O Marambiré ocorre principalmente em homenagem a São Benedito, um santo católico venerado em Portugal desde o sé­culo 16 e que, ao ser trazido ao Brasil pelos padres portugueses, por ser ex-escravo, foi prontamente adotado pelos escravos, tornando-se um santo negro de grande devoção. A festa maior inicia em 14 de dezembro, dia de Santa Luzia, e termina em 20 de janeiro, dia de São Sebastião. O ponto alto dos festejos ocorre no dia 6 de janeiro, dia de São Benedito.

Além do forte aspecto religioso, o Marambiré tornou-se um símbolo da resistência étnica, não somente da comunidade do Pacoval, mas de diversas outras localizadas no baixo Amazonas.

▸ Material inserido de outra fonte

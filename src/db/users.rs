use rusqlite::{params, Connection, OptionalExtension};

use super::models::{Role, User};
use super::{new_id, now_millis};

/// Profile fields supplied by the identity provider
#[derive(Debug, Clone)]
pub struct NewUser {
    pub name: String,
    pub email: String,
    pub picture: String,
}

/// Return the user for this email, creating it with `role` on first sight.
/// An existing record keeps its stored role.
pub fn ensure_user(conn: &Connection, new: &NewUser, role: Role) -> rusqlite::Result<User> {
    conn.execute(
        "INSERT INTO users (id, uid, name, email, picture, role, created_at)
         VALUES (?1, ?2, ?3, ?4, ?5, ?6, ?7)
         ON CONFLICT(email) DO NOTHING",
        params![
            new_id(),
            uuid::Uuid::new_v4().to_string(),
            new.name,
            new.email,
            new.picture,
            role.as_str(),
            now_millis(),
        ],
    )?;

    conn.query_row(
        &format!("SELECT {} FROM users WHERE email = ?1", User::COLUMNS),
        params![new.email],
        User::from_row,
    )
}

pub fn find_by_email(conn: &Connection, email: &str) -> rusqlite::Result<Option<User>> {
    conn.query_row(
        &format!("SELECT {} FROM users WHERE email = ?1", User::COLUMNS),
        params![email],
        User::from_row,
    )
    .optional()
}

pub fn find_by_uid(conn: &Connection, uid: &str) -> rusqlite::Result<Option<User>> {
    conn.query_row(
        &format!("SELECT {} FROM users WHERE uid = ?1", User::COLUMNS),
        params![uid],
        User::from_row,
    )
    .optional()
}

pub fn list(conn: &Connection) -> rusqlite::Result<Vec<User>> {
    let mut stmt = conn.prepare(&format!(
        "SELECT {} FROM users ORDER BY created_at ASC",
        User::COLUMNS
    ))?;
    let users = stmt
        .query_map([], User::from_row)?
        .collect::<Result<Vec<_>, _>>()?;
    Ok(users)
}

pub fn set_role(conn: &Connection, uid: &str, role: Role) -> rusqlite::Result<bool> {
    let rows = conn.execute(
        "UPDATE users SET role = ?1 WHERE uid = ?2",
        params![role.as_str(), uid],
    )?;
    Ok(rows > 0)
}

#[cfg(test)]
mod tests {
    use super::*;
    use crate::db::test_pool;

    fn alice() -> NewUser {
        NewUser {
            name: "Alice".into(),
            email: "alice@example.org".into(),
            picture: "https://img.example.org/a.png".into(),
        }
    }

    #[test]
    fn ensure_user_creates_once_per_email() {
        let pool = test_pool();
        let conn = pool.get().unwrap();

        let first = ensure_user(&conn, &alice(), Role::User).unwrap();
        let second = ensure_user(&conn, &alice(), Role::Admin).unwrap();

        assert_eq!(first.id, second.id);
        assert_eq!(first.uid, second.uid);
        assert_eq!(second.role, Role::User);
        assert_eq!(list(&conn).unwrap().len(), 1);
    }

    #[test]
    fn find_by_email_and_uid() {
        let pool = test_pool();
        let conn = pool.get().unwrap();
        let user = ensure_user(&conn, &alice(), Role::User).unwrap();

        assert!(find_by_email(&conn, "nobody@example.org").unwrap().is_none());
        let by_email = find_by_email(&conn, "alice@example.org").unwrap().unwrap();
        assert_eq!(by_email.uid, user.uid);
        let by_uid = find_by_uid(&conn, &user.uid).unwrap().unwrap();
        assert_eq!(by_uid.email, "alice@example.org");
    }

    #[test]
    fn set_role_promotes_user() {
        let pool = test_pool();
        let conn = pool.get().unwrap();
        let user = ensure_user(&conn, &alice(), Role::User).unwrap();

        assert!(set_role(&conn, &user.uid, Role::Admin).unwrap());
        assert!(!set_role(&conn, "missing", Role::Admin).unwrap());
        let reloaded = find_by_uid(&conn, &user.uid).unwrap().unwrap();
        assert_eq!(reloaded.role, Role::Admin);
    }
}
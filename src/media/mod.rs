//! Image upload proxy.

pub mod cloudinary;

use async_trait::async_trait;
use axum::http::StatusCode;
use base64::engine::general_purpose::STANDARD;
use base64::Engine;
use serde::Deserialize;
use serde_json::{json, Value};

pub use cloudinary::CloudinaryStore;

#[derive(Debug, Clone, Default, Deserialize)]
pub struct UploadRequest {
    #[serde(default)]
    pub data: String,
}

/// A validated `data:image/...;base64,...` payload
#[derive(Debug, Clone, PartialEq, Eq)]
pub struct ImageData<'a> {
    pub mime: &'a str,
    pub data_uri: &'a str,
    pub size: usize,
}

#[derive(Debug, thiserror::Error)]
pub enum MediaError {
    #[error("Image must be a base64 data:image URI")]
    InvalidDataUri,

    #[error("Image data is not valid base64")]
    InvalidBase64(#[from] base64::DecodeError),

    #[error("Image is {size} bytes; the limit is {max} bytes")]
    TooLarge { size: usize, max: usize },

    #[error("upload request failed: {0}")]
    Http(#[from] reqwest::Error),

    #[error("media provider error {status}: {message}")]
    Provider { status: u16, message: String },
}

impl MediaError {
    fn is_client_error(&self) -> bool {
        matches!(
            self,
            MediaError::InvalidDataUri | MediaError::InvalidBase64(_) | MediaError::TooLarge { .. }
        )
    }
}

#[async_trait]
pub trait MediaStore: Send + Sync {
    /// Store the image and return its public HTTPS URL.
    async fn upload(&self, image: &ImageData<'_>) -> Result<String, MediaError>;
}

pub fn parse_data_uri(data_uri: &str, max_bytes: usize) -> Result<ImageData<'_>, MediaError> {
    let rest = data_uri
        .strip_prefix("data:")
        .ok_or(MediaError::InvalidDataUri)?;
    let (mime, payload) = rest
        .split_once(";base64,")
        .ok_or(MediaError::InvalidDataUri)?;
    if !mime.starts_with("image/") || mime.len() == "image/".len() || payload.is_empty() {
        return Err(MediaError::InvalidDataUri);
    }

    // Decoded size is known from the encoded length; reject before allocating.
    let estimated = payload.len() / 4 * 3;
    if estimated > max_bytes + 2 {
        return Err(MediaError::TooLarge {
            size: estimated,
            max: max_bytes,
        });
    }

    let size = STANDARD.decode(payload)?.len();
    if size > max_bytes {
        return Err(MediaError::TooLarge {
            size,
            max: max_bytes,
        });
    }

    Ok(ImageData {
        mime,
        data_uri,
        size,
    })
}

pub async fn upload(
    store: Option<&dyn MediaStore>,
    max_bytes: usize,
    req: UploadRequest,
) -> (StatusCode, Value) {
    let Some(store) = store else {
        tracing::error!("Media storage is not configured");
        return upload_failed();
    };

    let image = match parse_data_uri(req.data.trim(), max_bytes) {
        Ok(image) => image,
        Err(e) => {
            return (StatusCode::BAD_REQUEST, json!({ "error": e.to_string() }));
        }
    };

    match store.upload(&image).await {
        Ok(url) => {
            tracing::info!("Uploaded {} image ({} bytes)", image.mime, image.size);
            (StatusCode::OK, json!({ "imageUrl": url }))
        }
        Err(e) if e.is_client_error() => {
            (StatusCode::BAD_REQUEST, json!({ "error": e.to_string() }))
        }
        Err(e) => {
            tracing::error!("Image upload failed: {}", e);
            upload_failed()
        }
    }
}

fn upload_failed() -> (StatusCode, Value) {
    (
        StatusCode::INTERNAL_SERVER_ERROR,
        json!({ "error": "Error uploading image" }),
    )
}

Nas letras das músicas, as referências à África, ao sofrimento e ao passado escravista são fortes, marcando o pertencimento étnico e a identidade afrodescendente.

Ele se desenvolve de maneira ritualística e teatral, seguindo passos que determinam diferentes formações – como fileiras ou rodas –, músicas e cantos e atuações dos personagens envolvidos. Um dos ritmos que embala o momento é o Lundum, muito parecido com o Carimbó e o Marabaixo. Os personagens são o Rei do Congo, a Rainha do Congo, as rainhas auxiliares, os cabeçários, o caixeiro, o contra-mestre e os valsares. A presença de uma “corte” é muito comum em diversas manifestações culturais de origem africana.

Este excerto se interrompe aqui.